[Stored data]

-- Opening Marker --

//! Messaging boundary.
//!
//! The rest of the workspace talks to cooperating processes only through the
//! [`Communicator`] trait: duplication, split-by-color, blocking
//! point-to-point transfer and a handful of collectives built on top of it.
//! Implementations: [`ThreadComm`] (in-process world, one endpoint per
//! thread) and `MpiComm` (behind the `mpi` feature).

#[cfg(feature = "mpi")]
pub mod mpi_comm;
pub mod thread;

#[cfg(feature = "mpi")]
pub use mpi_comm::MpiComm;
pub use thread::ThreadComm;

use crate::error::{CoreError, Result};
use bytemuck::Pod;
use std::fmt::Debug;

/// Tags at or above this value are used by the collectives in [`CommExt`].
/// Kept below the smallest upper bound MPI guarantees for tags (32767).
pub const RESERVED_TAG_BASE: u32 = 30_000;

const TAG_ALL_GATHER: u32 = RESERVED_TAG_BASE;
const TAG_GATHER: u32 = RESERVED_TAG_BASE + 1;
const TAG_SCATTER: u32 = RESERVED_TAG_BASE + 2;
const TAG_BROADCAST: u32 = RESERVED_TAG_BASE + 3;

/// A group of cooperating processes with ordered, reliable, blocking messaging.
///
/// Every method that involves more than one process is collective: all
/// members must call it, in the same order, or the group stalls.
pub trait Communicator: Send + Debug {
    /// Rank of this process within the group.
    fn rank(&self) -> usize;

    /// Number of processes in the group.
    fn size(&self) -> usize;

    /// Creates a communicator with the same members and an isolated message space.
    fn duplicate(&self) -> Result<Box<dyn Communicator>>;

    /// Partitions the group by `color`. Members with equal color form a new
    /// group ordered by `(key, rank)`. A process passing `None` joins no
    /// group and gets `None` back.
    fn split(&self, color: Option<u32>, key: usize) -> Result<Option<Box<dyn Communicator>>>;

    fn send_bytes(&self, dest: usize, tag: u32, data: &[u8]) -> Result<()>;

    /// Blocks until a message from `source` with `tag` arrives.
    fn recv_bytes(&self, source: usize, tag: u32) -> Result<Vec<u8>>;

    /// Name of the host this process runs on.
    fn processor_name(&self) -> Result<String>;

    /// Every member contributes `data`; every member receives all
    /// contributions indexed by rank.
    ///
    /// The default implementation assumes sends are buffered.
    fn all_gather_bytes(&self, data: &[u8]) -> Result<Vec<Vec<u8>>> {
        let (rank, size) = (self.rank(), self.size());
        for peer in (0..size).filter(|&p| p != rank) {
            self.send_bytes(peer, TAG_ALL_GATHER, data)?;
        }
        (0..size)
            .map(|peer| {
                if peer == rank {
                    Ok(data.to_vec())
                } else {
                    self.recv_bytes(peer, TAG_ALL_GATHER)
                }
            })
            .collect()
    }

    fn barrier(&self) -> Result<()> {
        self.all_gather_bytes(&[]).map(|_| ())
    }
}

/// Typed helpers over [`Communicator`] for plain-old-data payloads.
pub trait CommExt: Communicator {
    fn send<T: Pod>(&self, dest: usize, tag: u32, data: &[T]) -> Result<()> {
        self.send_bytes(dest, tag, bytemuck::cast_slice(data))
    }

    fn recv<T: Pod>(&self, source: usize, tag: u32) -> Result<Vec<T>> {
        let bytes = self.recv_bytes(source, tag)?;
        decode(&bytes, source, tag)
    }

    fn all_gather<T: Pod>(&self, data: &[T]) -> Result<Vec<Vec<T>>> {
        self.all_gather_bytes(bytemuck::cast_slice(data))?
            .iter()
            .enumerate()
            .map(|(source, bytes)| decode(bytes, source, TAG_ALL_GATHER))
            .collect()
    }

    /// Gathers one value per member, indexed by rank.
    fn all_gather_one<T: Pod>(&self, value: T) -> Result<Vec<T>> {
        let gathered = self.all_gather(std::slice::from_ref(&value))?;
        gathered
            .into_iter()
            .enumerate()
            .map(|(source, chunk)| {
                chunk.first().copied().ok_or(CoreError::MalformedMessage {
                    source_rank: source,
                    tag: TAG_ALL_GATHER,
                    len: 0,
                    elem_size: std::mem::size_of::<T>(),
                })
            })
            .collect()
    }

    /// Variable-length gather. The root receives every member's chunk in
    /// rank order; other members receive `None`.
    fn gather_to_root<T: Pod>(&self, root: usize, data: &[T]) -> Result<Option<Vec<Vec<T>>>> {
        check_rank(root, self.size())?;
        if self.rank() != root {
            self.send(root, TAG_GATHER, data)?;
            return Ok(None);
        }
        let chunks = (0..self.size())
            .map(|source| {
                if source == root {
                    Ok(data.to_vec())
                } else {
                    self.recv(source, TAG_GATHER)
                }
            })
            .collect::<Result<Vec<_>>>()?;
        Ok(Some(chunks))
    }

    /// Variable-length scatter, the inverse of [`CommExt::gather_to_root`].
    /// The root passes one chunk per member; everyone returns its own chunk.
    fn scatter_from_root<T: Pod>(&self, root: usize, chunks: Option<&[Vec<T>]>) -> Result<Vec<T>> {
        check_rank(root, self.size())?;
        if self.rank() != root {
            return self.recv(root, TAG_SCATTER);
        }
        let chunks = chunks.ok_or_else(|| {
            CoreError::Comm("scatter root was called without chunks".to_string())
        })?;
        if chunks.len() != self.size() {
            return Err(CoreError::Comm(format!(
                "scatter root has {} chunks for {} members",
                chunks.len(),
                self.size()
            )));
        }
        for (dest, chunk) in chunks.iter().enumerate().filter(|&(dest, _)| dest != root) {
            self.send(dest, TAG_SCATTER, chunk)?;
        }
        Ok(chunks[root].clone())
    }

    fn broadcast<T: Pod>(&self, root: usize, data: Option<&[T]>) -> Result<Vec<T>> {
        check_rank(root, self.size())?;
        if self.rank() != root {
            return self.recv(root, TAG_BROADCAST);
        }
        let data = data.ok_or_else(|| {
            CoreError::Comm("broadcast root was called without data".to_string())
        })?;
        for dest in (0..self.size()).filter(|&d| d != root) {
            self.send(dest, TAG_BROADCAST, data)?;
        }
        Ok(data.to_vec())
    }
}

impl<C: Communicator + ?Sized> CommExt for C {}

fn check_rank(rank: usize, size: usize) -> Result<()> {
    if rank >= size {
        return Err(CoreError::InvalidRank { rank, size });
    }
    Ok(())
}

fn decode<T: Pod>(bytes: &[u8], source: usize, tag: u32) -> Result<Vec<T>> {
    let elem_size = std::mem::size_of::<T>();
    if elem_size == 0 || bytes.len() % elem_size != 0 {
        return Err(CoreError::MalformedMessage {
            source_rank: source,
            tag,
            len: bytes.len(),
            elem_size,
        });
    }
    // Received buffers carry no alignment guarantee.
    Ok(bytes
        .chunks_exact(elem_size)
        .map(bytemuck::pod_read_unaligned)
        .collect())
}
impl Session {
    fn plan(&self) -> Result<&DistributionPlan> {
        self.plan
            .as_ref()
            .ok_or_else(|| Error::Lifecycle("no operator has been set".to_string()))
    }

    /// Binds the device, registers with the resource manager and creates the
    /// instance handles on device owners.
    fn claim_device(
        &mut self,
        runtime: &Runtime,
        acquired: &mut bool,
        mode: Mode,
        config_path: &Path,
    ) -> Result<()> {
        let assignment = self.topology.assignment();
        let owned = match (assignment.gpu_owner, assignment.device) {
            (true, Some(device)) => Some(device),
            _ => None,
        };
        let bound = owned
            .map(|device| {
                runtime
                    .inventory()
                    .bind(device)
                    .map_err(|e| Error::Device(e.to_string()))
            })
            .transpose();
        // Acquiring is collective over the owners, so none of them may enter
        // it unless all of them hold a device.
        self.binding = agree(self.topology.global(), bound)?;
        if let (Some(device), Some(binding)) = (owned, &self.binding) {
            log::info!(
                "Rank {} on {} drives device {} ({})",
                self.topology.global().rank(),
                self.topology.host(),
                device,
                binding.name()
            );
        }
        let gpu = match owned {
            Some(device) => {
                let comm = self.topology.gpu().ok_or_else(|| {
                    Error::Topology("device owner has no gpu communicator".to_string())
                })?;
                Some((comm, device))
            }
            None => None,
        };

        let resources = runtime.resources().acquire(config_path, gpu)?;
        *acquired = true;
        if let Some(resources) = resources {
            self.handles = Some(InstanceHandles::create(
                runtime.accelerator(),
                resources,
                mode,
                config_path,
            )?);
        }
        Ok(())
    }

    fn set_operator(
        &mut self,
        accel: &Arc<dyn Accelerator>,
        matrix: &CsrView<'_>,
        traffic: &mut TrafficStats,
    ) -> Result<()> {
        let plan = DistributionPlan::build(
            &self.topology,
            matrix.n_local_rows(),
            matrix.n_global_rows(),
        )?;
        let owned = plan.gather_matrix(&self.topology, matrix, traffic)?;
        let uploaded = match (&self.handles, owned) {
            (Some(handles), Some(block)) => (|| -> Result<()> {
                check(
                    accel.upload_matrix(
                        handles.matrix.raw(),
                        block.csr_view()?,
                        plan.partition_offsets(),
                    ),
                    "matrix_upload_all_global",
                )?;
                check(
                    accel.setup(handles.solver.raw(), handles.matrix.raw()),
                    "solver_setup",
                )?;
                Ok(())
            })(),
            (None, None) => Ok(()),
            _ => Err(Error::Topology(
                "matrix gathered to a process without accelerator handles".to_string(),
            )),
        };
        agree(self.topology.global(), uploaded)?;
        self.n_local_nz = matrix.n_local_nz();
        self.plan = Some(plan);
        Ok(())
    }

    fn update_operator(
        &self,
        accel: &Arc<dyn Accelerator>,
        matrix: &CsrView<'_>,
        traffic: &mut TrafficStats,
    ) -> Result<()> {
        let plan = self.plan()?;
        let sizes = if matrix.n_local_rows() != plan.n_local_rows() {
            Err(Error::InvalidInput(format!(
                "update has {} local rows, operator has {}",
                matrix.n_local_rows(),
                plan.n_local_rows()
            )))
        } else if matrix.n_local_nz() != self.n_local_nz {
            Err(Error::InvalidInput(format!(
                "update has {} local non-zeros, operator has {}",
                matrix.n_local_nz(),
                self.n_local_nz
            )))
        } else {
            Ok(())
        };
        agree(self.topology.global(), sizes)?;

        let values = plan.gather_values(&self.topology, matrix.values(), traffic)?;
        let replaced = match (&self.handles, values) {
            (Some(handles), Some(values)) => (|| -> Result<()> {
                check(
                    accel.replace_coefficients(handles.matrix.raw(), &values),
                    "matrix_replace_coefficients",
                )?;
                check(
                    accel.resetup(handles.solver.raw(), handles.matrix.raw()),
                    "solver_resetup",
                )?;
                Ok(())
            })(),
            (None, None) => Ok(()),
            _ => Err(Error::Topology(
                "values gathered to a process without accelerator handles".to_string(),
            )),
        };
        agree(self.topology.global(), replaced)
    }

    fn owner_solve(
        accel: &Arc<dyn Accelerator>,
        handles: &InstanceHandles,
        binding: Option<&DeviceBinding>,
        x: &[f64],
        rhs: &[f64],
    ) -> Result<(Vec<f64>, SolveSummary)> {
        let matrix = handles.matrix.raw();
        let solver = handles.solver.raw();
        check(accel.upload_vector(handles.x.raw(), matrix, x), "vector_upload")?;
        check(accel.upload_vector(handles.rhs.raw(), matrix, rhs), "vector_upload")?;
        check(
            accel.solve(solver, handles.rhs.raw(), handles.x.raw()),
            "solver_solve",
        )?;
        let mut solution = vec![0.0; x.len()];
        check(
            accel.download_vector(handles.x.raw(), &mut solution),
            "vector_download",
        )?;
        if let Some(binding) = binding {
            binding.synchronize()?;
        }

        let status = check(accel.solve_status(solver), "solver_get_status")?;
        let iterations = check(accel.iterations(solver), "solver_get_iterations_number")?;
        let residuals = (0..=iterations)
            .map_while(|it| accel.residual(solver, it).ok())
            .collect();
        Ok((
            solution,
            SolveSummary {
                status,
                iterations,
                residuals,
            },
        ))
    }

    fn solve(
        &self,
        accel: &Arc<dyn Accelerator>,
        unknowns: &[f64],
        rhs: &[f64],
        traffic: &mut TrafficStats,
    ) -> Result<(Vec<f64>, SolveSummary)> {
        let plan = self.plan()?;
        let topology = &self.topology;
        let lengths = if unknowns.len() == plan.n_local_rows() && rhs.len() == plan.n_local_rows()
        {
            Ok(())
        } else {
            Err(Error::InvalidInput(format!(
                "unknowns ({}) and rhs ({}) must both have {} local entries",
                unknowns.len(),
                rhs.len(),
                plan.n_local_rows()
            )))
        };
        agree(topology.global(), lengths)?;

        let x = plan.gather_vector(topology, unknowns, traffic)?;
        let b = plan.gather_vector(topology, rhs, traffic)?;
        let (outcome, gathered_x) = match (&self.handles, x, b) {
            (Some(handles), Some(x), Some(b)) => (
                Some(Self::owner_solve(
                    accel,
                    handles,
                    self.binding.as_ref(),
                    &x,
                    &b,
                )),
                Some(x),
            ),
            (None, None, None) => (None, None),
            _ => {
                return Err(Error::Topology(
                    "vectors gathered to a process without accelerator handles".to_string(),
                ))
            }
        };

        // Owners always hand something back so members never wait forever; a
        // failed owner returns the initial guess and a failure header.
        let (owned, header, history): (Option<&[f64]>, Option<[u64; 3]>, Option<&[f64]>) =
            match (&outcome, &gathered_x) {
                (Some(Ok((solution, summary))), _) => (
                    Some(solution.as_slice()),
                    Some([
                        1,
                        summary.status.code() as u64,
                        summary.iterations as u64,
                    ]),
                    Some(summary.residuals.as_slice()),
                ),
                (Some(Err(_)), Some(x)) => (Some(x.as_slice()), Some([0, 0, 0]), Some(&[][..])),
                _ => (None, None, None),
            };
        let mine = plan.scatter_vector(topology, owned, traffic)?;
        let header = plan.share_from_owner(topology, header.as_ref().map(|h| &h[..]), traffic)?;
        let residuals = plan.share_from_owner(topology, history, traffic)?;

        let local = match outcome {
            Some(Err(err)) => Err(err),
            _ => match header.as_slice() {
                [1, status, iterations] => SolveStatus::from_code(*status as u32)
                    .map(|status| SolveSummary {
                        status,
                        iterations: *iterations as usize,
                        residuals,
                    })
                    .ok_or_else(|| {
                        Error::PeerFailure(format!("unknown solve status code {}", status))
                    }),
                _ => Err(Error::PeerFailure(
                    "device owner failed to solve".to_string(),
                )),
            },
        };
        let summary = agree(topology.global(), local)?;
        Ok((mine, summary))
    }
}
use derive_more::From;
use devshare_accel::{AccelError, SolveStatus, UnknownMode};
use devshare_core::CoreError;
use std::panic::Location;

pub type Result<T> = core::result::Result<T, Error>;

#[derive(Debug, From)]
pub enum Error {
    // -- Externals
    #[from]
    Core(CoreError),

    #[from]
    Accelerator(AccelError),

    #[from]
    Mode(UnknownMode),

    // -- Orchestration
    /// The process layout cannot be served by the visible devices.
    Topology(String),

    /// A call made in the wrong lifecycle state.
    Lifecycle(String),

    Device(String),

    Config(String),

    InvalidInput(String),

    /// Another process failed a collective step this process completed.
    PeerFailure(String),

    /// The solve ran to completion but the solver did not succeed.
    SolveStatus(SolveStatus),
}

impl Error {
    /// Underlying status code, where the failure carries one.
    pub fn status_code(&self) -> Option<i32> {
        match self {
            Error::Accelerator(e) => Some(e.status().code()),
            Error::SolveStatus(status) => Some(status.code() as i32),
            _ => None,
        }
    }

    /// Whether this error leaves the instance in the failed state.
    pub(crate) fn poisons(&self) -> bool {
        !matches!(
            self,
            Error::SolveStatus(_) | Error::Lifecycle(_) | Error::Mode(_) | Error::Config(_)
        )
    }
}

// region:    --- Error Boilerplate

impl core::fmt::Display for Error {
    fn fmt(&self, fmt: &mut core::fmt::Formatter) -> core::result::Result<(), core::fmt::Error> {
        write!(fmt, "{self:?}")
    }
}

impl std::error::Error for Error {}

// endregion: --- Error Boilerplate

/// Fatal reporting: log where the failure surfaced, then abort the process.
pub trait OrAbort<T> {
    fn or_abort(self) -> T;
}

impl<T> OrAbort<T> for Result<T> {
    #[track_caller]
    fn or_abort(self) -> T {
        match self {
            Ok(value) => value,
            Err(err) => {
                let location = Location::caller();
                let status = err
                    .status_code()
                    .map_or_else(|| "n/a".to_string(), |code| code.to_string());
                log::error!(
                    "Fatal error at {}:{}: {} (status {})",
                    location.file(),
                    location.line(),
                    err,
                    status
                );
                eprintln!(
                    "devshare: fatal error at {}:{}: {} (status {})",
                    location.file(),
                    location.line(),
                    err,
                    status
                );
                std::process::abort()
            }
        }
    }
}
//! Status codes returned by accelerator calls and the single place where a
//! status is turned into an error.

use std::fmt;
use std::panic::Location;
use thiserror::Error;

/// Raw status of an accelerator call. `Ok` never appears inside an `Err`.
#[derive(Debug, Clone, Copy, PartialEq, Eq, Hash)]
pub enum AccelStatus {
    Ok,
    BadParameters,
    UnknownError,
    InternalError,
    NoMemory,
    BadMode,
    BadConfiguration,
    NotInitialized,
    InvalidHandle,
    CommFailure,
}

impl AccelStatus {
    /// Numeric code reported alongside the failing call.
    pub fn code(self) -> i32 {
        match self {
            AccelStatus::Ok => 0,
            AccelStatus::BadParameters => 1,
            AccelStatus::UnknownError => 2,
            AccelStatus::InternalError => 3,
            AccelStatus::NoMemory => 5,
            AccelStatus::BadMode => 10,
            AccelStatus::BadConfiguration => 13,
            AccelStatus::NotInitialized => 14,
            AccelStatus::InvalidHandle => 15,
            AccelStatus::CommFailure => 16,
        }
    }
}

impl fmt::Display for AccelStatus {
    fn fmt(&self, f: &mut fmt::Formatter<'_>) -> fmt::Result {
        write!(f, "{:?} (code {})", self, self.code())
    }
}

/// Result of a raw accelerator call.
pub type AccelResult<T> = core::result::Result<T, AccelStatus>;

/// A failed accelerator call: which call, with what status, from where.
#[derive(Error, Debug, Clone, PartialEq, Eq)]
#[error("{call} failed with status {status} at {location}")]
pub struct AccelError {
    call: &'static str,
    status: AccelStatus,
    location: &'static Location<'static>,
}

impl AccelError {
    #[track_caller]
    pub fn new(call: &'static str, status: AccelStatus) -> Self {
        Self {
            call,
            status,
            location: Location::caller(),
        }
    }

    pub fn call(&self) -> &'static str {
        self.call
    }

    pub fn status(&self) -> AccelStatus {
        self.status
    }

    pub fn location(&self) -> &'static Location<'static> {
        self.location
    }
}

/// Checks the outcome of an accelerator call, recording the caller's
/// location on failure.
#[track_caller]
pub fn check<T>(result: AccelResult<T>, call: &'static str) -> Result<T, AccelError> {
    match result {
        Ok(value) => Ok(value),
        Err(status) => {
            let error = AccelError::new(call, status);
            log::error!("{}", error);
            Err(error)
        }
    }
}
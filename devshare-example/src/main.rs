use std::error::Error;
use std::path::Path;
use std::sync::Arc;
use std::thread;

use devshare::{human_size, Runtime, SharedSolver, TrafficStats};
use devshare_accel::{Convergence, HostAccelerator, SolverConfig};
use devshare_core::{
    Communicator, CsrPartition, DistributedMatrix, FixedInventory, ThreadComm, Triplet,
    WgpuInventory,
};

const PROCESSES: usize = 4;
const DEVICES_PER_NODE: usize = 2;
const ROWS: usize = 400;
const STEPS: usize = 6;

struct RankReport {
    rank: usize,
    device: Option<usize>,
    owner: bool,
    heat: f64,
    traffic: TrafficStats,
}

fn main() -> Result<(), Box<dyn Error>> {
    env_logger::Builder::from_env(env_logger::Env::default().default_filter_or("info"))
        .filter_module("wgpu", log::LevelFilter::Off)
        .filter_module("naga", log::LevelFilter::Off)
        .init();

    let mut config = SolverConfig::default();
    config.solver.tolerance = 1e-9;
    config.solver.convergence = Convergence::RelativeIni;
    let config_path = std::env::temp_dir().join("devshare-heat-solver.json");
    std::fs::write(&config_path, config.to_json()?)?;

    // `--wgpu` binds the GPU adapters of this machine instead of simulated devices.
    let use_wgpu = std::env::args().any(|arg| arg == "--wgpu");

    println!(
        "Implicit heat equation on {} cells, {} processes sharing {} devices",
        ROWS,
        PROCESSES,
        if use_wgpu { "the GPU".to_string() } else { DEVICES_PER_NODE.to_string() }
    );
    let start_time = std::time::Instant::now();
    let reports = thread::scope(|s| {
        let handles: Vec<_> = ThreadComm::world(PROCESSES)
            .into_iter()
            .map(|comm| {
                let config_path = config_path.as_path();
                s.spawn(move || run_rank(comm, config_path, runtime(use_wgpu)))
            })
            .collect();
        handles
            .into_iter()
            .map(|h| h.join().map_err(|_| "solver thread panicked"))
            .collect::<Result<Vec<_>, _>>()
    })?;
    println!("Elapsed time: {:?}", start_time.elapsed());

    let mut total_heat = 0.0;
    for report in reports {
        let report = report?;
        println!(
            "rank {}: device {:?}{}, heat {:.6}, sent {} in {} messages",
            report.rank,
            report.device,
            if report.owner { " (owner)" } else { "" },
            report.heat,
            human_size(report.traffic.bytes_sent),
            report.traffic.messages_sent
        );
        total_heat += report.heat;
    }
    println!("Total heat after {} steps: {:.6}", STEPS, total_heat);
    Ok(())
}

/// Rows of `I + r * L` where `L` is the 1D Laplacian with insulated ends.
fn heat_operator(first_row: usize, n_local: usize, r: f64) -> devshare_core::Result<CsrPartition> {
    let mut triplets = Vec::with_capacity(3 * n_local);
    for row in first_row..first_row + n_local {
        let mut diagonal = 1.0;
        if row > 0 {
            triplets.push(Triplet::new(row, row - 1, -r));
            diagonal += r;
        }
        if row + 1 < ROWS {
            triplets.push(Triplet::new(row, row + 1, -r));
            diagonal += r;
        }
        triplets.push(Triplet::new(row, row, diagonal));
    }
    CsrPartition::from_triplets(first_row, n_local, ROWS, triplets)
}

/// One runtime per simulated process, as each real process would have.
fn runtime(use_wgpu: bool) -> Runtime {
    if use_wgpu {
        Runtime::new(
            Arc::new(HostAccelerator::new()),
            Arc::new(WgpuInventory::default()),
        )
    } else {
        Runtime::new(
            Arc::new(HostAccelerator::new()),
            Arc::new(FixedInventory::new(DEVICES_PER_NODE)),
        )
    }
}

fn run_rank(
    comm: ThreadComm,
    config_path: &Path,
    runtime: Runtime,
) -> devshare::Result<RankReport> {
    let rank = comm.rank();
    let size = comm.size();
    let n_local = ROWS / size + usize::from(rank < ROWS % size);
    let first_row = (0..rank)
        .map(|r| ROWS / size + usize::from(r < ROWS % size))
        .sum::<usize>();

    let mut solver = SharedSolver::new(runtime);
    solver.initialize(&comm, "dDDI", config_path)?;
    solver.set_operator(&heat_operator(first_row, n_local, 1.0)?.csr_view()?)?;

    let hot = ROWS / 2 - 10..ROWS / 2 + 10;
    let mut u: Vec<f64> = (first_row..first_row + n_local)
        .map(|i| if hot.contains(&i) { 100.0 } else { 0.0 })
        .collect();

    for step in 0..STEPS {
        if step == STEPS / 2 {
            // Larger time step, same stencil.
            solver.update_operator(&heat_operator(first_row, n_local, 4.0)?.csr_view()?)?;
        }
        let previous = u.clone();
        solver.solve(&mut u, &previous)?;
        if rank == 0 {
            let iterations = solver.get_iters()?;
            log::info!(
                "step {}: {} iterations, final residual {:e}",
                step,
                iterations,
                solver.get_residual(iterations)?
            );
        }
    }

    let report = RankReport {
        rank,
        device: solver.device(),
        owner: solver.is_gpu_owner(),
        heat: u.iter().sum(),
        traffic: solver.traffic(),
    };
    solver.finalize()?;
    Ok(report)
}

-- Closing Marker --

- What to work on -
Repeat exactly, please, each line from the beginning of the data through the line with "Blocks until a" in it, and only those lines.

- Answer space -
//! Messaging boundary.
//!
//! The rest of the workspace talks to cooperating processes only through the
//! [`Communicator`] trait: duplication, split-by-color, blocking
//! point-to-point transfer and a handful of collectives built on top of it.
//! Implementations: [`ThreadComm`] (in-process world, one endpoint per
//! thread) and `MpiComm` (behind the `mpi` feature).

#[cfg(feature = "mpi")]
pub mod mpi_comm;
pub mod thread;

#[cfg(feature = "mpi")]
pub use mpi_comm::MpiComm;
pub use thread::ThreadComm;

use crate::error::{CoreError, Result};
use bytemuck::Pod;
use std::fmt::Debug;

/// Tags at or above this value are used by the collectives in [`CommExt`].
/// Kept below the smallest upper bound MPI guarantees for tags (32767).
pub const RESERVED_TAG_BASE: u32 = 30_000;

const TAG_ALL_GATHER: u32 = RESERVED_TAG_BASE;
const TAG_GATHER: u32 = RESERVED_TAG_BASE + 1;
const TAG_SCATTER: u32 = RESERVED_TAG_BASE + 2;
const TAG_BROADCAST: u32 = RESERVED_TAG_BASE + 3;

/// A group of cooperating processes with ordered, reliable, blocking messaging.
///
/// Every method that involves more than one process is collective: all
/// members must call it, in the same order, or the group stalls.
pub trait Communicator: Send + Debug {
    /// Rank of this process within the group.
    fn rank(&self) -> usize;

    /// Number of processes in the group.
    fn size(&self) -> usize;

    /// Creates a communicator with the same members and an isolated message space.
    fn duplicate(&self) -> Result<Box<dyn Communicator>>;

    /// Partitions the group by `color`. Members with equal color form a new
    /// group ordered by `(key, rank)`. A process passing `None` joins no
    /// group and gets `None` back.
    fn split(&self, color: Option<u32>, key: usize) -> Result<Option<Box<dyn Communicator>>>;

    fn send_bytes(&self, dest: usize, tag: u32, data: &[u8]) -> Result<()>;

    /// Blocks until a message from `source` with `tag` arrives.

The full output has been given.